The complaint also charged fraudulent procurement in that petitioner concealed his Communist affiliation from the naturalization court. The Government proceeds here not upon the charge of fraud, but upon the charge of illegal procurement.

This is not a naturalization proceeding in which the Government is being asked to confer the privilege of citizenship upon an applicant. Instead, the Government seeks to turn the clock back twelve years after full citizenship was conferred upon petitioner by a judicial decree, and to deprive him of the priceless benefits that derive from that status. In its consequences, it is more serious than a taking of one's property, or the imposition of a fine or other penalty. For it is safe to assert that nowhere in the world today is the right of citizenship of greater worth to an individual than it is in this country. It would be difficult to exaggerate its value and importance. By many, it is regarded as the highest hope of civilized men. This does not mean that, once granted to an alien, citizenship cannot be revoked or canceled on legal grounds under appropriate proof. But such a right once conferred should not be taken away without the clearest sort of justification and proof. So, whatever may be the rule in a naturalization proceeding (see United States v. Manzi, 276 U.S. 463, 467), in an action instituted under § 15 for the purpose of depriving one of the precious right of citizenship previously conferred, we believe the facts and the law should be construed as far as is reasonably possible in favor of the citizen. Especially is this so when the attack is made long after the time when the certificate of

Page 123

citizenship was granted and the citizen has meanwhile met his obligations and has committed no act of lawlessness. It is not denied that the burden of proof is on the Government in this case. For reasons presently to be stated, this burden must be met with evidence of a clear and convincing character that, when citizenship was conferred upon petitioner in 1927, it was not done in accordance with strict legal requirements.
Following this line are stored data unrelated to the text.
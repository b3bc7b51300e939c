//! SQLite migration registry and executor.
//!
//! # Responsibility
//! - Register schema migrations in strictly increasing order.
//! - Apply pending migrations atomically.
//!
//! # Invariants
//! - `version` values must remain monotonic.
//! - Applied migration version is mirrored to `PRAGMA user_version`.

use crate::db::{DbError, DbResult};
use rusqlite::Connection;

#[derive(Debug, Clone, Copy)]
struct Migration {
    version: u32,
    sql: &'static str,
}

const MIGRATIONS: &[Migration] = &[
    Migration {
        version: 1,
        sql: include_str!("0001_init.sql"),
    },
    Migration {
        version: 2,
        sql: include_str!("0002_trackers.sql"),
    },
];

/// Returns the latest migration version known by this binary.
pub fn latest_version() -> u32 {
    MIGRATIONS.last().map_or(0, |migration| migration.version)
}

/// Applies all pending migrations on the provided connection.
pub fn apply_migrations(conn: &mut Connection) -> DbResult<()> {
    let current_version = current_user_version(conn)?;
    let latest = latest_version();

    if current_version > latest {
        return Err(DbError::UnsupportedSchemaVersion {
            db_version: current_version,
            latest_supported: latest,
        });
    }

    if current_version == latest {
        return Ok(());
    }

    let tx = conn.transaction()?;
    for migration in MIGRATIONS {
        if migration.version <= current_version {
            continue;
        }

        tx.execute_batch(migration.sql)?;
        tx.execute_batch(&format!("PRAGMA user_version = {};", migration.version))?;
    }
    tx.commit()?;

    Ok(())
}

fn current_user_version(conn: &Connection) -> DbResult<u32> {
    let version = conn.query_row("PRAGMA user_version;", [], |row| row.get::<_, u32>(0))?;
    Ok(version)
}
We are dealing here with a court decree entered after an opportunity to be heard. At the time petitioner secured his certificate of citizenship from the federal district court for the Southern District of California, notice of the filing of the naturalization petition was required to be given ninety days before the petition was acted [63 S.Ct. 1336] on (§ 6 of the Act of 1906), the hearing on the petition was to take place in open court (§ 9), and the United States had the right to appear, to cross-examine petitioner and his witnesses, to introduce evidence, and to oppose the petition (§ 11). In acting upon the petition, the district court exercised the judicial power conferred by Article III of the Constitution, and the Government had the right to appeal from the decision granting naturalization. Tutun v. United States, 270 U.S. 568. The record before us does not reveal the circumstances under which petitioner was naturalized, except that it took place in open court. We do not know whether or not the Government exercised its right to appear and to appeal. Whether it did or not, the hard fact remains that we are here reexamining a judgment, and the rights solemnly conferred under it.

This is the first case to come before us in which the Government has sought to set aside a decree of naturalization years after it was granted on a charge that the finding of attachment...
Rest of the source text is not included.